= WHAT YOU HAVE TO DO =
Search the data for the word "they" and copy every line that contains it.

(Beginning of MATERIAL FOR THIS TASK)

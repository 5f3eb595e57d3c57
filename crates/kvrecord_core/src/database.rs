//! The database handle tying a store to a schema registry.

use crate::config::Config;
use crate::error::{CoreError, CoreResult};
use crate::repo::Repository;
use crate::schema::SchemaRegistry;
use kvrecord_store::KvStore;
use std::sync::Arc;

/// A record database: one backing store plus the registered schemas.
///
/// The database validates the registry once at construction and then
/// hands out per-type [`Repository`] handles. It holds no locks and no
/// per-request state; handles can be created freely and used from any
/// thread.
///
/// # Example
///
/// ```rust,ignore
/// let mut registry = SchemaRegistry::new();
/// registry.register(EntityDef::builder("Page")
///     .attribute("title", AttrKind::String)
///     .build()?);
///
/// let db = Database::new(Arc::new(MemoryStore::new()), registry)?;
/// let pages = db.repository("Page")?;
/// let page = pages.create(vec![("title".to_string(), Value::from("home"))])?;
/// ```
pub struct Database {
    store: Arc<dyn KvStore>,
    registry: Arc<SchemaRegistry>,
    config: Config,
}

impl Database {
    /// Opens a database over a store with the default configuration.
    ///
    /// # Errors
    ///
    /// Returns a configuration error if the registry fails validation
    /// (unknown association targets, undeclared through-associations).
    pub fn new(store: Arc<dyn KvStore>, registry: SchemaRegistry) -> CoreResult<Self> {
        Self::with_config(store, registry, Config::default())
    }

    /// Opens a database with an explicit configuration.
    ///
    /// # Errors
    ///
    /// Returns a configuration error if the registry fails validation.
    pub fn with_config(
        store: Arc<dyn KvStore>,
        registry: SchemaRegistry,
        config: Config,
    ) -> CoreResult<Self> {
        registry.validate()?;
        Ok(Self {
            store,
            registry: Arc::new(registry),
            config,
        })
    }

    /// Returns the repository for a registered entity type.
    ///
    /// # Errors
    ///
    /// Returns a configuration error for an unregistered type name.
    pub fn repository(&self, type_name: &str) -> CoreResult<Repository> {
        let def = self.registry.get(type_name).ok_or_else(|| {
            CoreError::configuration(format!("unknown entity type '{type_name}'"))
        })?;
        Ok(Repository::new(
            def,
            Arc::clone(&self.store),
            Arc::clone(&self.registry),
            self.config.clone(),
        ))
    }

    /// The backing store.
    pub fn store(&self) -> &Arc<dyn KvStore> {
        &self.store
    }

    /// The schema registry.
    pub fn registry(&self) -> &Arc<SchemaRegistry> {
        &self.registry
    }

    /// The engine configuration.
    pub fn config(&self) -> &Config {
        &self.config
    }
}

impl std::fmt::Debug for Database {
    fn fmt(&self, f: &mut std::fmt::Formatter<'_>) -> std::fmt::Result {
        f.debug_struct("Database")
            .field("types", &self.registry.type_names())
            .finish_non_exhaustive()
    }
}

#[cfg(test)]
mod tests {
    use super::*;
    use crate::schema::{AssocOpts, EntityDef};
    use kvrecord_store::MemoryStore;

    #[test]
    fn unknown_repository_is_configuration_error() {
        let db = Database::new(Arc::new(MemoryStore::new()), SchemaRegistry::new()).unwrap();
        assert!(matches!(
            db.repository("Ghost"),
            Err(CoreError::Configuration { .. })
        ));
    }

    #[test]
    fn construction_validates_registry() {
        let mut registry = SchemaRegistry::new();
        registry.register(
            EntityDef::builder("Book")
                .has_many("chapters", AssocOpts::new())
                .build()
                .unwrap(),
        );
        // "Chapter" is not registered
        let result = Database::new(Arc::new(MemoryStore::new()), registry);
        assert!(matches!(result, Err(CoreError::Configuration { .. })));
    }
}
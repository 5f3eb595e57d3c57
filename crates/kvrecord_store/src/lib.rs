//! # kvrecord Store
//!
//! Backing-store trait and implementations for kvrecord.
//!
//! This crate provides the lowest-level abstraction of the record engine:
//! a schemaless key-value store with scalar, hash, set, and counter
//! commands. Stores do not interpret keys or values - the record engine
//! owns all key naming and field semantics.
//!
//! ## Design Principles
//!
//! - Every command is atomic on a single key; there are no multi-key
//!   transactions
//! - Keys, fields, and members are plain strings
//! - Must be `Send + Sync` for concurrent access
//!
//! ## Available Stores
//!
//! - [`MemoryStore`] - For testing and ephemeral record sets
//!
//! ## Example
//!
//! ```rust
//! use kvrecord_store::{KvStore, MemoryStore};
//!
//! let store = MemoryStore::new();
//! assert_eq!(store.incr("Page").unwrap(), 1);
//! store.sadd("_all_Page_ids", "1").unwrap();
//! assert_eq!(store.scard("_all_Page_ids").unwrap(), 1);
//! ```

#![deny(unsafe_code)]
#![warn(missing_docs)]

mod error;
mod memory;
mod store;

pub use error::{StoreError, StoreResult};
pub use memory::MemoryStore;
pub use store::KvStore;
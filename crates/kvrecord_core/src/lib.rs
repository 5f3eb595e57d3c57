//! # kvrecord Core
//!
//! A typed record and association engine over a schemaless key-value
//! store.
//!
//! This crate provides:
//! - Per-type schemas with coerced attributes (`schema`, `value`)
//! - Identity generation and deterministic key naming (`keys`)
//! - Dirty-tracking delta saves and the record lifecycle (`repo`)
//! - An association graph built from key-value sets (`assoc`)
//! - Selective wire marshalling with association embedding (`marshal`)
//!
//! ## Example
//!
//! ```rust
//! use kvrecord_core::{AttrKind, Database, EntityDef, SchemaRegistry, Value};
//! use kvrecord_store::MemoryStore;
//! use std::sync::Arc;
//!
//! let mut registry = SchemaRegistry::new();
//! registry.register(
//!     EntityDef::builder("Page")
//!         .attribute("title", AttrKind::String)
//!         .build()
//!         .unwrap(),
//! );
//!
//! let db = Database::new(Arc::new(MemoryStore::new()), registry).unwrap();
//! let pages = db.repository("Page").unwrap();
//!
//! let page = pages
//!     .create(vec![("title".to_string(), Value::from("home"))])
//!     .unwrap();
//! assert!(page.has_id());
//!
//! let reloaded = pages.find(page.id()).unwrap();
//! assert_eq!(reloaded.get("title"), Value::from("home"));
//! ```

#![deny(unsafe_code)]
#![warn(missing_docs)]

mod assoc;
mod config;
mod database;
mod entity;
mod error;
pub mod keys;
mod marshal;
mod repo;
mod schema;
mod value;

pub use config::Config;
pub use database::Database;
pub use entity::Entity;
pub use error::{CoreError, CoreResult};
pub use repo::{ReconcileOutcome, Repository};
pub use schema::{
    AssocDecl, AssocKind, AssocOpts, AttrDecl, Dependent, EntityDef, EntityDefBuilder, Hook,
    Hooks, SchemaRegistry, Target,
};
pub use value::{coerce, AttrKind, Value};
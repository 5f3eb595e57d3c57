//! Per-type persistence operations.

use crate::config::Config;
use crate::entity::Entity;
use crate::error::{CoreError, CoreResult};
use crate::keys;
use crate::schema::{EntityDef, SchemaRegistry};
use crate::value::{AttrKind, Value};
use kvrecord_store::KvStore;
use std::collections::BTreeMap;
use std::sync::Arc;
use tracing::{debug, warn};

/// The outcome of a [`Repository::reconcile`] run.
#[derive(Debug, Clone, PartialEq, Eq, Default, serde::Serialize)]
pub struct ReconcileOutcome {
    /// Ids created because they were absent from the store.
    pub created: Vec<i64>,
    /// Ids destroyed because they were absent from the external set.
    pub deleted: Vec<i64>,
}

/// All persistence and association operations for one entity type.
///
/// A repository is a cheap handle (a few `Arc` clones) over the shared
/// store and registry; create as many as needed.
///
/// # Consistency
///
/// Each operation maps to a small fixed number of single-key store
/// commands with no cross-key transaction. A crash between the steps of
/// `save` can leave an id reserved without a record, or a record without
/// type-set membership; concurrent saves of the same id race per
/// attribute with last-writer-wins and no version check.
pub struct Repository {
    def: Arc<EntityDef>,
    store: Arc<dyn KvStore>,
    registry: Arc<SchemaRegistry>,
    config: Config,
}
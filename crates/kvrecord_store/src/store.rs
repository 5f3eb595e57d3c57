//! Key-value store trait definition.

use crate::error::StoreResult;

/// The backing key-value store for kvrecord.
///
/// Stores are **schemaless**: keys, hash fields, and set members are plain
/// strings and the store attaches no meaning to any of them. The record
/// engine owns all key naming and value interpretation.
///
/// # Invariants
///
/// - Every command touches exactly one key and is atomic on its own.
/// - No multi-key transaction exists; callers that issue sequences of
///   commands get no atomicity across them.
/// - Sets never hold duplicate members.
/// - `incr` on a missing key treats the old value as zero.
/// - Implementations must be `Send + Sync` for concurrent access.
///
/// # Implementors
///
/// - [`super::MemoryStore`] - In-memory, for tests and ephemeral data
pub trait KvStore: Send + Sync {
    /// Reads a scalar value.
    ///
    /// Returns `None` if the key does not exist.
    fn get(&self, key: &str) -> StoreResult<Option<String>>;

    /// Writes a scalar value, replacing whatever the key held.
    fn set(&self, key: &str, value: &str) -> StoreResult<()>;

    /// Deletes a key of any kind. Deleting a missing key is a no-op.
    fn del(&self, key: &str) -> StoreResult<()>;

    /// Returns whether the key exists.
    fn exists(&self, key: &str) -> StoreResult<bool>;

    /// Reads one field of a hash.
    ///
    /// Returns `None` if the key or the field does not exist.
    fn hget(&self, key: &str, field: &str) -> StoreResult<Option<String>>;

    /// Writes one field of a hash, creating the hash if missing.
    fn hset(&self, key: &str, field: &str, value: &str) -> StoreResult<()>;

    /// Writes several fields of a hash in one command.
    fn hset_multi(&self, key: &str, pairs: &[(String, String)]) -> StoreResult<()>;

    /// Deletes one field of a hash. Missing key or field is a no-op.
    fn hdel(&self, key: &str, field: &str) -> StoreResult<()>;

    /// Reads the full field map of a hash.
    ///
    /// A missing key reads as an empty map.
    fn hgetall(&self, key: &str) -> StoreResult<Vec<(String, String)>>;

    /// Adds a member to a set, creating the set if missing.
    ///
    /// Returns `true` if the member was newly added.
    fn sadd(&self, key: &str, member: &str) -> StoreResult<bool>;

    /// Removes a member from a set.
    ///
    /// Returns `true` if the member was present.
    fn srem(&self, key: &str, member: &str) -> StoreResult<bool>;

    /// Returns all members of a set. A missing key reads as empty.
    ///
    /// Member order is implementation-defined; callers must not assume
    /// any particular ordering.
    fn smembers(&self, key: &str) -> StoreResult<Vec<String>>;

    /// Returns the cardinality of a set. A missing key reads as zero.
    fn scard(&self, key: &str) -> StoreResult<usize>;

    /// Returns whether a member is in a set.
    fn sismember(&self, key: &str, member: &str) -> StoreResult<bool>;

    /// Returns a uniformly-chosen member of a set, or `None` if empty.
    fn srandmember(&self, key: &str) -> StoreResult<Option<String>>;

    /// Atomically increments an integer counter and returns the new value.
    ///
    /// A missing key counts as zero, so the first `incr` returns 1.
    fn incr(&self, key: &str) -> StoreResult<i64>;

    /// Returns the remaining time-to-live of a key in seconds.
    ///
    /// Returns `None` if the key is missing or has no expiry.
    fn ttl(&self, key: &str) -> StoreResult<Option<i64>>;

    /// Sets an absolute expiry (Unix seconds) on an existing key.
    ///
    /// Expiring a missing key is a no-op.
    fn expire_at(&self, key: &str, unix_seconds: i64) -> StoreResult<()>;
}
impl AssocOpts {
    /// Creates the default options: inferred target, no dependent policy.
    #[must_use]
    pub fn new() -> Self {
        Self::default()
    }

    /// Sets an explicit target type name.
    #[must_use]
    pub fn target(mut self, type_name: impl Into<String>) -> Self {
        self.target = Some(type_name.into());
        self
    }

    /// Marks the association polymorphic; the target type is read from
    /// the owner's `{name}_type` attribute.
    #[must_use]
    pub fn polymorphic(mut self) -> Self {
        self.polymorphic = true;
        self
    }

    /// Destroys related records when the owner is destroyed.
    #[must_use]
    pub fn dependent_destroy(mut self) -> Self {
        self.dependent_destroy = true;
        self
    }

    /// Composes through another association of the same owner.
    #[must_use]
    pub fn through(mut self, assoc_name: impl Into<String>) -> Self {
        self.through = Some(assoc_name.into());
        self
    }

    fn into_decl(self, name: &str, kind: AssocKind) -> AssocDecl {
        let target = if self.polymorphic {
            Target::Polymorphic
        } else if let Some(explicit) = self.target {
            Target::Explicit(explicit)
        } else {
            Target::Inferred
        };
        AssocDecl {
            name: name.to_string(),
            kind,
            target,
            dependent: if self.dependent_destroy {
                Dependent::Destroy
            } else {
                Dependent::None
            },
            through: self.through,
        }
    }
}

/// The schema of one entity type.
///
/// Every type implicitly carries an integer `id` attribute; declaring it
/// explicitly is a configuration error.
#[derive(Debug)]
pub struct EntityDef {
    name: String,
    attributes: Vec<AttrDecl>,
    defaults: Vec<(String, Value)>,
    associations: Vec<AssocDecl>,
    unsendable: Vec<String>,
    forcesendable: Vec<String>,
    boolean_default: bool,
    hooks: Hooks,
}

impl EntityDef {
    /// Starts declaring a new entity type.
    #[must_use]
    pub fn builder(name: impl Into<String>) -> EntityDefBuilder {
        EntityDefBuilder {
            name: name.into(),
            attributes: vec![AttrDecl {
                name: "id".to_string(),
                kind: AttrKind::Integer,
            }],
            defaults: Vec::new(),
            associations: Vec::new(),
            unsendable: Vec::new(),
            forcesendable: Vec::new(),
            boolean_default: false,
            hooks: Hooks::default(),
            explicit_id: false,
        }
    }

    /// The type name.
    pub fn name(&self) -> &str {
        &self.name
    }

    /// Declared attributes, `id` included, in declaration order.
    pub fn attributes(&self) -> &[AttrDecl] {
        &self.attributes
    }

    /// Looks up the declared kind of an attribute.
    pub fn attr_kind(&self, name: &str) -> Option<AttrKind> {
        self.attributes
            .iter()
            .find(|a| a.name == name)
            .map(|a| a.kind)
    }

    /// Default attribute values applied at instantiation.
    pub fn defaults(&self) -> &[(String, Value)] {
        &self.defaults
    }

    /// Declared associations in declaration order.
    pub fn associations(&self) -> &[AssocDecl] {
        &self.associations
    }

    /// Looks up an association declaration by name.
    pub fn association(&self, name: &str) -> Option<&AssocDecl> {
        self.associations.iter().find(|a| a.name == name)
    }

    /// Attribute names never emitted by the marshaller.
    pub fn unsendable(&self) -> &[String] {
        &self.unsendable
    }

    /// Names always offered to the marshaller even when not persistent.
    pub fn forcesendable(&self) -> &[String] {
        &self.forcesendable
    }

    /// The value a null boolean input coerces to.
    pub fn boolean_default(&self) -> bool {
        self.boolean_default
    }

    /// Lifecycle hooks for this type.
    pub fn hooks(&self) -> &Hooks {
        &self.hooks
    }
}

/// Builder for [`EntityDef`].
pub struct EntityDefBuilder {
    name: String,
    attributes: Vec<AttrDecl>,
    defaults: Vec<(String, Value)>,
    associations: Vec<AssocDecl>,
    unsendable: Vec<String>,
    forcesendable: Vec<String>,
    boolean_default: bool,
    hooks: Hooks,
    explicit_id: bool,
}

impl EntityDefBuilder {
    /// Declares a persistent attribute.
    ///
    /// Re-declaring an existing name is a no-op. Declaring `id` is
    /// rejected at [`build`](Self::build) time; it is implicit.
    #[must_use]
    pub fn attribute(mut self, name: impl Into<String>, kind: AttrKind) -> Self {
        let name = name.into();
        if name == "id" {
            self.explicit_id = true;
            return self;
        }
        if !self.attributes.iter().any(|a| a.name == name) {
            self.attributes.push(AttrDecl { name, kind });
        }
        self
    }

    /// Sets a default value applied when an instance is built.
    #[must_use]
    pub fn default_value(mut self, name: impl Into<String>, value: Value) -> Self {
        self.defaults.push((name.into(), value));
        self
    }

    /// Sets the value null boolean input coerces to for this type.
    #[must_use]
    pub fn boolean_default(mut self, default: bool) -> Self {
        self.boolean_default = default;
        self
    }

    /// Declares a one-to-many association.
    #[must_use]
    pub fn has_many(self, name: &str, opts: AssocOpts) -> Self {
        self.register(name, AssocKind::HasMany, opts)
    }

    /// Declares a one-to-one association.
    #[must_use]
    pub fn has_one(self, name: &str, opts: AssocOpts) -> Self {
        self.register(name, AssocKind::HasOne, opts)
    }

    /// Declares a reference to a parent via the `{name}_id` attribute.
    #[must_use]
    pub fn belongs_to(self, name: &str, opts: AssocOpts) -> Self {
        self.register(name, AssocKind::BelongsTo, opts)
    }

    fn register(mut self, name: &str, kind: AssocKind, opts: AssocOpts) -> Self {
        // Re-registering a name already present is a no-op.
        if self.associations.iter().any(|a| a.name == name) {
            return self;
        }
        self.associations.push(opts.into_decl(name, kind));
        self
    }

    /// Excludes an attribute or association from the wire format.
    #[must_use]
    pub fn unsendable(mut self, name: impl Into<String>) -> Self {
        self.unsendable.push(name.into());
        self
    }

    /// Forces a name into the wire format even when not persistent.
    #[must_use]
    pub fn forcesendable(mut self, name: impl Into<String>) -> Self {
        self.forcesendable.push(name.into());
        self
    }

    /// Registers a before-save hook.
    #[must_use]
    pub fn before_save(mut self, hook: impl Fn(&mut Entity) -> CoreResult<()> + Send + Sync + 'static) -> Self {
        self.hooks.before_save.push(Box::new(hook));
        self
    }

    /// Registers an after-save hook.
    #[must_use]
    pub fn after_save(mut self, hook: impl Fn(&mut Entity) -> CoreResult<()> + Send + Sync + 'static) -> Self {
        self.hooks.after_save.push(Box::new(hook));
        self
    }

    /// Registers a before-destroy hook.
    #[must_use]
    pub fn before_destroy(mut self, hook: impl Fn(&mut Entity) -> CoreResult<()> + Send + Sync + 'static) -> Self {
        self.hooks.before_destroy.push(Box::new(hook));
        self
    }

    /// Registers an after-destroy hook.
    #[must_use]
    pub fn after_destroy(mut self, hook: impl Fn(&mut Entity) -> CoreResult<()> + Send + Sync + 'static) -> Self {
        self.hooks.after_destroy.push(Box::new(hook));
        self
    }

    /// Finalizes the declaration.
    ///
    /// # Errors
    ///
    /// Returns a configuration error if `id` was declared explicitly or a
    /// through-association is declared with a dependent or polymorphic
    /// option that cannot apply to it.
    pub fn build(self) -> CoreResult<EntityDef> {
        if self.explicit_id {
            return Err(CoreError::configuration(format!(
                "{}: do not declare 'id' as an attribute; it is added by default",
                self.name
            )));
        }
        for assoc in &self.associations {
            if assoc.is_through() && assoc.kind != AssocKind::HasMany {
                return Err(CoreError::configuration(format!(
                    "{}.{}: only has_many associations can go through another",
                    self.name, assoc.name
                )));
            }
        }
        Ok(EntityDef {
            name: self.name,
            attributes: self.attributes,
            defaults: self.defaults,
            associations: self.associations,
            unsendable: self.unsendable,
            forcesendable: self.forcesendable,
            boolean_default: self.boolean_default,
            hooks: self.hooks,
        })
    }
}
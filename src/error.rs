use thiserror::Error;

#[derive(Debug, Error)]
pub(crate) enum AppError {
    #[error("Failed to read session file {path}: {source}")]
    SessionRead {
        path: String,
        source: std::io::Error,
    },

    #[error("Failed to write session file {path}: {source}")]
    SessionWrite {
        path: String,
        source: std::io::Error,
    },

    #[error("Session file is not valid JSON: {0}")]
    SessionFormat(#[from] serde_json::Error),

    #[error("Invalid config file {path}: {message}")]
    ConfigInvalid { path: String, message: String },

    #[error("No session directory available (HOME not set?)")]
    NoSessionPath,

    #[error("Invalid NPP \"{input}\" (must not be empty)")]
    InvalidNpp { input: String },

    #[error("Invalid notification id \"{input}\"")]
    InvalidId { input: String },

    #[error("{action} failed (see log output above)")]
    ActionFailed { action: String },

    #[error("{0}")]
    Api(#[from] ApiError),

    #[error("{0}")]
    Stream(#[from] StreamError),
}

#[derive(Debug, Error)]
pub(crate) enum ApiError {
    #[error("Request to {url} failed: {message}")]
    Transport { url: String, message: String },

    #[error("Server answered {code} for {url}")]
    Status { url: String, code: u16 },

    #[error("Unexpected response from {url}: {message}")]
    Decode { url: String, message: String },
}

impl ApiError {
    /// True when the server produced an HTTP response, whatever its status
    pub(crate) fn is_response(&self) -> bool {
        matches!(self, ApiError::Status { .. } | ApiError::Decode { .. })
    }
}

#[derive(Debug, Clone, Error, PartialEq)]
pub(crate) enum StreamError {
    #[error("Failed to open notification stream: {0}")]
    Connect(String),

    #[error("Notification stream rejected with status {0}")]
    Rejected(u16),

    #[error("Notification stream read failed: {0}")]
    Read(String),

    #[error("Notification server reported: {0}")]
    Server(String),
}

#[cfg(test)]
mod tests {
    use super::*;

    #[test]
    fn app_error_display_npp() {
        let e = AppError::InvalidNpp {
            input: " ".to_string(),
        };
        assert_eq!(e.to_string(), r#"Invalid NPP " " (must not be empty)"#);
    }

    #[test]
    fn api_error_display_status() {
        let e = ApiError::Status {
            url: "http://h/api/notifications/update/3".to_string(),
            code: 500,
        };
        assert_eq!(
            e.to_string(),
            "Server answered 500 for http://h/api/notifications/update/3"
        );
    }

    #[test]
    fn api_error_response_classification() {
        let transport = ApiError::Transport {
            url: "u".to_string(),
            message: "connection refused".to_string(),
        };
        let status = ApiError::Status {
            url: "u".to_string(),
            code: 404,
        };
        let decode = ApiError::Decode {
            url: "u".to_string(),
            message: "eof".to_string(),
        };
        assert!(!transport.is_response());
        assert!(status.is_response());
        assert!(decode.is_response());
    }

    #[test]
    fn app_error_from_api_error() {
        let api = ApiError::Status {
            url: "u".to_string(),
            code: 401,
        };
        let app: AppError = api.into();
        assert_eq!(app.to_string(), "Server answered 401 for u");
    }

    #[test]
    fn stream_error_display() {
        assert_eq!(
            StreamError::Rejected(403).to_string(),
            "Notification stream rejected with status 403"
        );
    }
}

(End of MATERIAL FOR THIS TASK)

= RESULT FOR THIS TASK =
    /// Ids created because they were absent from the store.
    /// Ids destroyed because they were absent from the external set.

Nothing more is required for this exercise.